Supplied data:

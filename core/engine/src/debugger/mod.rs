//! Remote debugging support.
//!
//! # Overview
//!
//! - [`Debuggee`]: the narrow interface the debugger server needs from an
//!   engine. [`Engine`](crate::Engine) implements it; tests and other hosts can
//!   provide their own.
//! - [`protocol`]: the engine-side debug protocol, which decodes command bytes
//!   and answers requests against the engine's context.
//! - [`DebugServer`]: the bridge that accepts a single TCP client and relays
//!   bytes between it and a [`Debuggee`].
//!
//! # Message flow
//!
//! ```text
//! client bytes -> server loop -> Debuggee::send_debug_command
//!              -> process loop -> Debuggee::process_pending_debug_messages
//!              -> debug callback -> message queue -> server loop -> client
//! ```
//!
//! The debug callback runs on whatever thread the engine uses to produce
//! messages, so it only queues the message and signals the server loop.

pub mod protocol;
pub mod server;

pub use server::{ConnectionState, DebugServer, ServerConfig, ServerState};

use std::sync::Arc;

use crate::Result;

/// Callback an engine invokes once per outgoing debug-protocol message.
pub type DebugCallback = Arc<dyn Fn(String) + Send + Sync>;

/// The debugger primitives of an engine.
///
/// All methods may be called from any thread.
pub trait Debuggee: Send + Sync {
    /// Registers the callback that receives produced debug messages.
    ///
    /// The callback is invoked synchronously, in generation order, from an
    /// unspecified thread of the engine's choosing.
    ///
    /// # Errors
    ///
    /// [`Error::CallbackAlreadyAttached`](crate::Error::CallbackAlreadyAttached)
    /// if a callback is already registered.
    fn attach_debug_callback(&self, callback: DebugCallback) -> Result<()>;

    /// Clears the callback registration. Idempotent.
    fn detach_debug_callback(&self);

    /// Runs buffered debug commands and delivers every message that is ready
    /// through the callback. Never waits for new commands.
    fn process_pending_debug_messages(&self);

    /// Hands a chunk of command bytes to the engine and returns immediately.
    /// Any effect surfaces later through the callback.
    ///
    /// # Errors
    ///
    /// [`Error::NotAttached`](crate::Error::NotAttached) if no callback is
    /// registered.
    fn send_debug_command(&self, command: &[u8]) -> Result<()>;
}
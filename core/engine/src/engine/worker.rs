//! The engine worker thread.
//!
//! The worker owns the Boa context for its whole life and executes tasks in
//! the order they arrive, which is what serializes host evaluation against
//! debugger work.

use std::collections::VecDeque;
use std::sync::mpsc;

use boa_engine::{Context, JsError, JsNativeError, JsObject, JsResult, JsString, JsValue, Source, js_string};

use super::DebugChannel;
use crate::debugger::protocol::Processor;
use crate::{Error, Result};

/// Task to be executed on the worker thread.
pub(super) enum EngineTask {
    /// Evaluate a script.
    Eval {
        source: String,
        result_tx: mpsc::Sender<Result<String>>,
    },
    /// Call a global function with JSON arguments.
    Call {
        function: String,
        args: String,
        result_tx: mpsc::Sender<Result<String>>,
    },
    /// Run buffered debug commands and deliver the produced messages.
    ProcessDebugMessages { done_tx: mpsc::Sender<()> },
    /// Terminate the worker thread.
    Terminate,
}

pub(super) fn run(task_rx: &mpsc::Receiver<EngineTask>, debug: &DebugChannel, console: bool) {
    let mut context = match Context::builder().build() {
        Ok(context) => context,
        Err(err) => {
            log::error!("failed to build engine context: {err}");
            return;
        }
    };

    if console {
        install_console(&mut context);
    }

    let mut processor = Processor::new();
    let mut session = debug.session();

    while let Ok(task) = task_rx.recv() {
        match task {
            EngineTask::Eval { source, result_tx } => {
                let _ = result_tx.send(eval_to_json(&mut context, &source));
            }
            EngineTask::Call {
                function,
                args,
                result_tx,
            } => {
                let _ = result_tx.send(call_to_json(&mut context, &function, &args));
            }
            EngineTask::ProcessDebugMessages { done_tx } => {
                let (current, commands) = debug.take_commands();
                if current != session {
                    session = current;
                    processor.reset();
                }
                process_debug_messages(&mut context, &mut processor, debug, session, commands);
                let _ = done_tx.send(());
            }
            EngineTask::Terminate => {
                log::trace!("engine worker terminating");
                break;
            }
        }
    }
}

fn process_debug_messages(
    context: &mut Context,
    processor: &mut Processor,
    debug: &DebugChannel,
    session: u64,
    commands: VecDeque<Vec<u8>>,
) {
    for command in commands {
        for message in processor.process(&command, context) {
            // Looked up per message: a detach or re-attach in between stops
            // delivery.
            match debug.callback_for(session) {
                Some(callback) => callback(message),
                None => log::trace!("debug session {session} is over, dropping message"),
            }
        }
    }
}

#[cfg(feature = "console")]
fn install_console(context: &mut Context) {
    use boa_engine::property::Attribute;
    use boa_runtime::Console;

    let console = Console::init(context);
    if let Err(err) =
        context.register_global_property(js_string!("console"), console, Attribute::all())
    {
        log::warn!("failed to register console: {err}");
    }
}

#[cfg(not(feature = "console"))]
fn install_console(_context: &mut Context) {
    log::warn!("console requested but boa_eval was built without the `console` feature");
}

/// Evaluates `source` and converts the completion value to JSON text.
pub(crate) fn eval_to_json(context: &mut Context, source: &str) -> Result<String> {
    let value = context
        .eval(Source::from_bytes(source))
        .map_err(|err| exception(&err, context))?;
    stringify(context, &value).map_err(|err| exception(&err, context))
}

fn call_to_json(context: &mut Context, function: &str, args: &str) -> Result<String> {
    let global = context.global_object();
    let target = global
        .get(JsString::from(function), context)
        .map_err(|err| exception(&err, context))?;
    let Some(target) = target.as_callable().cloned() else {
        return Err(Error::NotAFunction(function.to_owned()));
    };

    let arguments = json_method(context, "parse", JsString::from(args).into())
        .ok()
        .filter(|value| value.as_object().is_some_and(JsObject::is_array))
        .ok_or_else(|| Error::InvalidArguments(args.to_owned()))?;

    let result = apply(context, &target, arguments).map_err(|err| exception(&err, context))?;
    stringify(context, &result).map_err(|err| exception(&err, context))
}

/// `target.apply(undefined, arguments)`
fn apply(context: &mut Context, target: &JsObject, arguments: JsValue) -> JsResult<JsValue> {
    let apply = target.get(js_string!("apply"), context)?;
    let apply = apply
        .as_callable()
        .ok_or_else(|| JsNativeError::typ().with_message("Function.prototype.apply is missing"))?;
    apply.call(
        &target.clone().into(),
        &[JsValue::undefined(), arguments],
        context,
    )
}

fn stringify(context: &mut Context, value: &JsValue) -> JsResult<String> {
    let json = json_method(context, "stringify", value.clone())?;
    if json.is_undefined() {
        return Ok("undefined".to_owned());
    }
    Ok(json.to_string(context)?.to_std_string_escaped())
}

/// Calls `JSON[method](argument)` through the script-visible global, so
/// user overrides of `toJSON` and friends behave exactly as in script.
fn json_method(context: &mut Context, method: &str, argument: JsValue) -> JsResult<JsValue> {
    let global = context.global_object();
    let json = global.get(js_string!("JSON"), context)?;
    let json = json
        .as_object()
        .cloned()
        .ok_or_else(|| JsNativeError::typ().with_message("JSON is not an object"))?;
    let function = json.get(JsString::from(method), context)?;
    let function = function
        .as_callable()
        .ok_or_else(|| JsNativeError::typ().with_message(format!("JSON.{method} is not a function")))?;
    function.call(&json.clone().into(), &[argument], context)
}

/// Renders a thrown value the way script would print it.
fn exception(err: &JsError, context: &mut Context) -> Error {
    let message = err
        .to_opaque(context)
        .to_string(context)
        .map_or_else(|_| err.to_string(), |message| message.to_std_string_escaped());
    Error::Js(message)
}

#[cfg(test)]
mod tests {
    use indoc::indoc;
    use test_case::test_case;

    use super::*;

    #[test_case("1 + 2", "3" ; "number")]
    #[test_case("'a' + 'b'", r#""ab""# ; "string")]
    #[test_case("({ a: [1, null, true] })", r#"{"a":[1,null,true]}"# ; "object")]
    #[test_case("undefined", "undefined" ; "undefined")]
    #[test_case("(function () {})", "undefined" ; "function")]
    #[test_case("NaN", "null" ; "nan")]
    fn eval_converts_completion_value(source: &str, expected: &str) {
        let mut context = Context::default();
        assert_eq!(eval_to_json(&mut context, source).unwrap(), expected);
    }

    #[test]
    fn eval_reports_exceptions() {
        let mut context = Context::default();

        let err = eval_to_json(&mut context, "throw new RangeError('too far')").unwrap_err();
        assert!(matches!(&err, Error::Js(message) if message == "RangeError: too far"));

        let err = eval_to_json(&mut context, "missing_binding").unwrap_err();
        assert!(matches!(&err, Error::Js(message) if message.starts_with("ReferenceError")));

        let err = eval_to_json(&mut context, "let = ;").unwrap_err();
        assert!(matches!(&err, Error::Js(message) if message.starts_with("SyntaxError")));
    }

    #[test]
    fn eval_reports_unserializable_values() {
        let mut context = Context::default();
        let err = eval_to_json(&mut context, "const o = {}; o.self = o; o").unwrap_err();
        assert!(matches!(&err, Error::Js(message) if message.starts_with("TypeError")));
    }

    #[test]
    fn call_uses_json_arguments() {
        let mut context = Context::default();
        eval_to_json(
            &mut context,
            indoc! {"
                function join(separator, items) {
                    return items.join(separator);
                }
            "},
        )
        .unwrap();

        assert_eq!(
            call_to_json(&mut context, "join", r#"["-", ["a", "b", "c"]]"#).unwrap(),
            r#""a-b-c""#
        );
    }

    #[test]
    fn call_rejects_non_functions() {
        let mut context = Context::default();
        eval_to_json(&mut context, "var notCallable = 3;").unwrap();

        assert!(matches!(
            call_to_json(&mut context, "notCallable", "[]"),
            Err(Error::NotAFunction(name)) if name == "notCallable"
        ));
        assert!(matches!(
            call_to_json(&mut context, "doesNotExist", "[]"),
            Err(Error::NotAFunction(_))
        ));
    }

    #[test_case("{}" ; "object")]
    #[test_case("not json" ; "malformed")]
    #[test_case("42" ; "number")]
    fn call_rejects_non_array_arguments(args: &str) {
        let mut context = Context::default();
        eval_to_json(&mut context, "function id(x) { return x; }").unwrap();

        assert!(matches!(
            call_to_json(&mut context, "id", args),
            Err(Error::InvalidArguments(given)) if given == args
        ));
    }

    #[test]
    fn call_reports_exceptions() {
        let mut context = Context::default();
        eval_to_json(&mut context, "function fail() { throw new Error('boom'); }").unwrap();

        assert!(matches!(
            call_to_json(&mut context, "fail", "[]"),
            Err(Error::Js(message)) if message == "Error: boom"
        ));
    }
}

Work request: Of the lines in the data, report each one containing the string "apply".

Answer to the problem:
    let result = apply(context, &target, arguments).map_err(|err| exception(&err, context))?;
/// `target.apply(undefined, arguments)`
fn apply(context: &mut Context, target: &JsObject, arguments: JsValue) -> JsResult<JsValue> {
    let apply = target.get(js_string!("apply"), context)?;
    let apply = apply
        .ok_or_else(|| JsNativeError::typ().with_message("Function.prototype.apply is missing"))?;
    apply.call(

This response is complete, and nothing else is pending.